As cofounder Garth Stein sees it, booksellers and authors need to work together. “I’m not a bookseller other than November 30, thanks to Sherman Alexie. [Authors] are cave dwellers. But we have to realize we’re part of the ecosystem. If we lose readers, it doesn’t matter how good our bookstores are. We need to energize the reading public,” he said. The group has worked to do that through creating pocket libraries in jails and homeless shelters and writing a book together in 2011, Hotel Angeline, published by Open Road. One of the criteria for membership is to give ten signed copies of their book to Seattle7, so that they can be donated to schools, libraries, or literacy advocates to be auctioned off to help out schools and libraries.
Other educational sessions at the institute provided planning help, either with hands-on data or through sessions ranging from understanding basic bookstore accounting practices to planning for natural disasters. Bookseller Rob Dougherty at Clinton Book Shop in Clinton, N.J., found this year’s educational sessions were particularly strong. “It seems like [the ABA] really tweaked them,” he said.

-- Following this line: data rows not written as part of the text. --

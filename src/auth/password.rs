use argon2::password_hash::{rand_core::OsRng, PasswordHash, PasswordHasher, PasswordVerifier, SaltString};
use argon2::Argon2;

use crate::error::AppError;

/// Hash a password into an Argon2id PHC string with a random salt.
pub fn hash_password(password: &str) -> Result<String, AppError> {
    let salt = SaltString::generate(&mut OsRng);
    Argon2::default()
        .hash_password(password.as_bytes(), &salt)
        .map(|hash| hash.to_string())
        .map_err(|e| AppError::Internal(format!("Password hashing failed: {}", e)))
}

pub fn verify_password(password: &str, stored_hash: &str) -> bool {
    match PasswordHash::new(stored_hash) {
        Ok(parsed) => Argon2::default()
            .verify_password(password.as_bytes(), &parsed)
            .is_ok(),
        Err(_) => false,
    }
}

#[cfg(test)]
mod tests {
    use super::*;

    #[test]
    fn hash_then_verify() {
        let hash = hash_password("correct horse battery").unwrap();
        assert!(hash.starts_with("$argon2id$"));
        assert!(verify_password("correct horse battery", &hash));
        assert!(!verify_password("wrong password", &hash));
    }

    #[test]
    fn same_password_gets_distinct_salts() {
        let a = hash_password("s3cret-pass").unwrap();
        let b = hash_password("s3cret-pass").unwrap();
        assert_ne!(a, b);
    }

    #[test]
    fn garbage_hash_never_verifies() {
        assert!(!verify_password("anything", "not-a-phc-string"));
    }
}
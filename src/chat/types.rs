use serde::{Deserialize, Serialize};

use crate::crisis::CrisisSeverity;
use crate::database::models::{ChatMessage, ChatSession};

#[derive(Debug, Clone, Copy, PartialEq, Eq, Serialize, Deserialize)]
#[serde(rename_all = "snake_case")]
pub enum SessionStatus {
    Active,
    Ended,
    Escalated,
    CrisisDetected,
}

impl SessionStatus {
    pub fn as_str(&self) -> &'static str {
        match self {
            SessionStatus::Active => "active",
            SessionStatus::Ended => "ended",
            SessionStatus::Escalated => "escalated",
            SessionStatus::CrisisDetected => "crisis_detected",
        }
    }

    pub fn from_str(s: &str) -> Option<Self> {
        match s {
            "active" => Some(SessionStatus::Active),
            "ended" => Some(SessionStatus::Ended),
            "escalated" => Some(SessionStatus::Escalated),
            "crisis_detected" => Some(SessionStatus::CrisisDetected),
            _ => None,
        }
    }
}

#[derive(Debug, Clone, Copy, PartialEq, Eq, Serialize, Deserialize)]
#[serde(rename_all = "snake_case")]
pub enum Sender {
    User,
    Bot,
    System,
}

impl Sender {
    pub fn as_str(&self) -> &'static str {
        match self {
            Sender::User => "user",
            Sender::Bot => "bot",
            Sender::System => "system",
        }
    }
}

/// Therapeutic approach the bot's phrasing follows.
#[derive(Debug, Clone, Copy, PartialEq, Eq)]
pub enum TherapyFramework {
    Cbt,
    Dbt,
    Act,
    Mindfulness,
}

impl TherapyFramework {
    pub fn as_str(&self) -> &'static str {
        match self {
            TherapyFramework::Cbt => "CBT",
            TherapyFramework::Dbt => "DBT",
            TherapyFramework::Act => "ACT",
            TherapyFramework::Mindfulness => "Mindfulness",
        }
    }

    pub fn from_str(s: &str) -> Option<Self> {
        match s.to_ascii_lowercase().as_str() {
            "cbt" => Some(TherapyFramework::Cbt),
            "dbt" => Some(TherapyFramework::Dbt),
            "act" => Some(TherapyFramework::Act),
            "mindfulness" => Some(TherapyFramework::Mindfulness),
            _ => None,
        }
    }
}

#[derive(Debug, Clone, Default, Deserialize)]
pub struct StartSession {
    pub title: Option<String>,
    pub framework: Option<String>,
}

#[derive(Debug, Clone, Deserialize)]
pub struct SendMessage {
    pub message: String,
}

#[derive(Debug, Clone, Serialize)]
pub struct SessionTranscript {
    pub session: ChatSession,
    pub messages: Vec<ChatMessage>,
}

/// Body of `POST /chat/{id}/send`.
#[derive(Debug, Clone, Serialize)]
pub struct ChatExchange {
    pub user_message: ChatMessage,
    pub bot_message: ChatMessage,
    pub crisis_detected: bool,
    pub crisis_severity: Option<CrisisSeverity>,
    pub crisis_alert_id: Option<String>,
}

#[derive(Debug, Clone, Deserialize)]
pub struct RateResponse {
    pub rating: i64,
    pub was_helpful: Option<bool>,
}
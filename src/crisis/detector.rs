use super::types::{CrisisMatch, CrisisType};

const KEYWORD_GROUPS: &[(CrisisType, &[&str])] = &[
    (
        CrisisType::SuicidalIdeation,
        &[
            "suicide",
            "suicidal",
            "kill myself",
            "end my life",
            "want to die",
            "better off dead",
            "no reason to live",
        ],
    ),
    (
        CrisisType::SelfHarm,
        &["self harm", "self-harm", "hurt myself", "cut myself"],
    ),
    (
        CrisisType::SevereDepression,
        &["hopeless", "give up", "can't go on", "cant go on"],
    ),
];

/// Keyword-based crisis detector: a case-insensitive substring test against
/// a fixed list.
#[derive(Debug, Clone, Default)]
pub struct CrisisDetector;

impl CrisisDetector {
    pub fn new() -> Self {
        Self
    }

    pub fn scan(&self, text: &str) -> Option<CrisisMatch> {
        let lowered = text.to_lowercase();
        let mut keywords = Vec::new();
        let mut worst: Option<CrisisType> = None;

        for (crisis_type, group) in KEYWORD_GROUPS {
            for keyword in group.iter().filter(|k| lowered.contains(*k)) {
                keywords.push(keyword.to_string());
                if worst.map_or(true, |w| crisis_type.severity() > w.severity()) {
                    worst = Some(*crisis_type);
                }
            }
        }

        let crisis_type = worst?;
        let confidence = (0.5 + 0.1 * keywords.len() as f64).min(0.99);
        Some(CrisisMatch {
            keywords,
            crisis_type,
            severity: crisis_type.severity(),
            confidence,
        })
    }

    pub fn is_crisis(&self, text: &str) -> bool {
        self.scan(text).is_some()
    }
}

#[cfg(test)]
mod tests {
    use super::*;
    use crate::crisis::types::CrisisSeverity;

    #[test]
    fn ordinary_text_is_not_a_crisis() {
        let detector = CrisisDetector::new();
        assert!(detector.scan("I had a long day at university").is_none());
        assert!(!detector.is_crisis(""));
    }

    #[test]
    fn match_is_case_insensitive() {
        let found = CrisisDetector::new().scan("Sometimes I WANT TO DIE").unwrap();
        assert_eq!(found.keywords, vec!["want to die"]);
        assert_eq!(found.crisis_type, CrisisType::SuicidalIdeation);
        assert_eq!(found.severity, CrisisSeverity::Critical);
        assert!((found.confidence - 0.6).abs() < 1e-9);
    }

    #[test]
    fn most_severe_group_wins() {
        let found = CrisisDetector::new()
            .scan("I feel hopeless and I keep thinking I should hurt myself")
            .unwrap();
        assert_eq!(found.crisis_type, CrisisType::SelfHarm);
        assert_eq!(found.severity, CrisisSeverity::High);
        assert_eq!(found.keywords.len(), 2);
    }

    #[test]
    fn confidence_is_capped() {
        let text = "suicide suicidal kill myself end my life want to die better off dead no reason to live";
        let found = CrisisDetector::new().scan(text).unwrap();
        assert!(found.keywords.len() >= 7);
        assert!((found.confidence - 0.99).abs() < 1e-9);
    }

    #[test]
    fn severity_maps_to_session_scale() {
        assert_eq!(CrisisSeverity::Low.numeric(), 3);
        assert_eq!(CrisisSeverity::Medium.numeric(), 5);
        assert_eq!(CrisisSeverity::High.numeric(), 8);
        assert_eq!(CrisisSeverity::Critical.numeric(), 10);
    }
}
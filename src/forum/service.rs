use std::sync::Arc;

use serde_json::json;
use sqlx::SqlitePool;
use tracing::{info, warn};

use super::moderation::{screen, Screening};
use super::types::*;
use crate::audit::AuditLogger;
use crate::config::AppConfig;
use crate::crisis::{CrisisService, CrisisSource};
use crate::database::models::{ForumCategory, ForumReport};
use crate::database::{new_id, now};
use crate::error::AppError;
use crate::gamification::GamificationService;
use crate::validation::{require_choice, require_text};

const DEFAULT_LIST_LIMIT: i64 = 50;
const POST_SELECT: &str = r#"
    SELECT p.*, u.username AS author_username
    FROM forum_posts p JOIN users u ON u.id = p.author_id
"#;
const REPLY_SELECT: &str = r#"
    SELECT r.*, u.username AS author_username
    FROM forum_replies r JOIN users u ON u.id = r.author_id
"#;

/// Who is reading: decides whether anonymous authors and unpublished
/// content are visible.
#[derive(Debug, Clone, Copy)]
pub struct Viewer<'a> {
    pub user_id: Option<&'a str>,
    pub is_staff: bool,
}

impl Viewer<'_> {
    pub fn anonymous() -> Self {
        Viewer {
            user_id: None,
            is_staff: false,
        }
    }
}

/// Community forum: categories, posts, replies, likes and reports.
pub struct ForumService {
    pool: SqlitePool,
    config: Arc<AppConfig>,
}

First timer David Sandberg, who purchased Porter Square Books in Cambridge, Mass., five months ago, said that he found the educational panels “enlightening.” So much so that he’s already planning to return next year with his wife, store co-owner Dina Mardell.
Despite the elephant in the room, or more specifically down the street—Amazon—booksellers are optimistic about the year ahead. Some, like Thomas Roberts, owner of two-year-old Ye Olde Warwick Book Shoppe in Warwick, N.Y., are coming off an up year, in his case 30% over 2012. When he returns his store’s expansion from 900 to 1,200 sq. ft. should be complete. The revamped bookstore will have three new sections—business, education, and science—and he plans to expand existing ones.
Long-time Northwest bookseller Chuck Robinson, co-owner of Village Books in Bellingham, expressed optimism about the year ahead and was buoyed by the Data Watchers session with Len Vlahos, executive director of the Book Industry Study Group; Jonathan Nowell, president of Nielsen Book; and Codex Group president Peter Hildick-Smith. “The statistics give me some hope,” said Robinson. “There’s a very small percentage of people just reading e-books. We’ve been encouraged by learning that there’s still very little penetration in children’s books.”
According to Vlahos, who was also at the conference to promote his debut YA novel, The Scar Boys, sales of children’s e-books are down 45.6%. Hildick-Smith reported that the single largest segment of readers in the U.S. now read both print and e-books. “What we primarily have today are dual-format readers, with four in ten book buyers committed to reading digital. Digital growth is done,” he said.
Children’s bookseller Tegan Tigani, buyer at Queen Anne Book Company in Seattle, appreciated the ABC programming. She said that the panel on starting tween and teen advisory boards—with Calvin Crosby of Book Passage in Corte Madera, Calif; Meghan Dietsche Goel of BookPeople in Austin, Tex.; and Francine Lucidon, of The Voracious Readers in Larchmont, N.Y.—gave her ideas for structuring both a children’s and adult book club that would require a lot less staff time. The panel focused specifically on the nuts-and-bolts of starting a successful program that draws both girls and boys, whose feedback on ARCs can be especially valuable to the store’s book buyers. BookPeople’s ten-person Teen Press Corps gets to review a YA buzz book each month to be marketed to customers and have the opportunity to interview authors and industry professionals at BookPeople events. They also serve as the official teen book press corps at the Austin Teen Book Festival.
The second day finished as it had begun, with a focus on authors. Vlahos gave a special presentation about his book before the annual author reception and book signing. This year publishers brought more than 60 adult and children’s authors, including Anthony Doerr (All the Light You Cannot See), Colson Whitehead (The Noble Hustle), Cynthia Bond (Ruby), and Brandon Mull (Five Kingdoms: Sky Raiders), to meet booksellers with the hope that one will have this year’s breakout book from the institute.